▸ WHAT YOU SHOULD DO
Copy each line containing the word "targets" from the records that follow, please.

[Collected data entries]
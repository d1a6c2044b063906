//! Advisory checks on a merged directive set.
//!
//! Two shapes are reported: one alias bound to different targets, and one
//! static target imported by textually different statements. Neither blocks
//! a merge on its own; the caller decides whether to continue.

use crate::using_directive::{strip_global_marker, UsingDirective, UsingKind};
use std::collections::{BTreeMap, BTreeSet};
use std::fmt;

#[derive(Debug, Clone, PartialEq, Eq)]
pub enum Conflict {
    /// The same alias names different targets.
    AliasCollision { alias: String, targets: Vec<String> },
    /// The same static target appears in more than one statement form.
    DuplicateStatic { target: String, statements: Vec<String> },
}

impl fmt::Display for Conflict {
    fn fmt(&self, f: &mut fmt::Formatter<'_>) -> fmt::Result {
        match self {
            Conflict::AliasCollision { alias, targets } => write!(
                f,
                "alias '{}' refers to different targets: {}",
                alias,
                targets.join(", ")
            ),
            Conflict::DuplicateStatic { target, statements } => write!(
                f,
                "static import of '{}' appears as {} different statements: {}",
                target,
                statements.len(),
                statements.join(" | ")
            ),
        }
    }
}

/// Detect conflicts among directive texts.
///
/// Accepts either file-local (`using X;`) or consolidated (`global using X;`)
/// lines; anything that is not a directive is ignored. Results are sorted so
/// repeated runs report identically.
pub fn detect<'a, I>(statements: I) -> Vec<Conflict>
where
    I: IntoIterator<Item = &'a str>,
{
    let mut aliases: BTreeMap<String, BTreeSet<String>> = BTreeMap::new();
    let mut statics: BTreeMap<String, BTreeSet<String>> = BTreeMap::new();

    for statement in statements {
        let local = strip_global_marker(statement).unwrap_or(statement);
        let Some(directive) = UsingDirective::parse(local) else {
            continue;
        };

        match directive.kind() {
            UsingKind::Alias { alias } => {
                aliases
                    .entry(alias.clone())
                    .or_default()
                    .insert(directive.namespace_root());
            }
            UsingKind::Static => {
                statics
                    .entry(directive.namespace_root())
                    .or_default()
                    .insert(directive.text().to_string());
            }
            UsingKind::Namespace => {}
        }
    }

    let alias_conflicts = aliases
        .into_iter()
        .filter(|(_, targets)| targets.len() > 1)
        .map(|(alias, targets)| Conflict::AliasCollision {
            alias,
            targets: targets.into_iter().collect(),
        });

    let static_conflicts = statics
        .into_iter()
        .filter(|(_, statements)| statements.len() > 1)
        .map(|(target, statements)| Conflict::DuplicateStatic {
            target,
            statements: statements.into_iter().collect(),
        });

    alias_conflicts.chain(static_conflicts).collect()
}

▸ TASK ANSWER
//! Two shapes are reported: one alias bound to different targets, and one
    /// The same alias names different targets.
    AliasCollision { alias: String, targets: Vec<String> },
            Conflict::AliasCollision { alias, targets } => write!(
                "alias '{}' refers to different targets: {}",
                targets.join(", ")
        .filter(|(_, targets)| targets.len() > 1)
        .map(|(alias, targets)| Conflict::AliasCollision {
            targets: targets.into_iter().collect(),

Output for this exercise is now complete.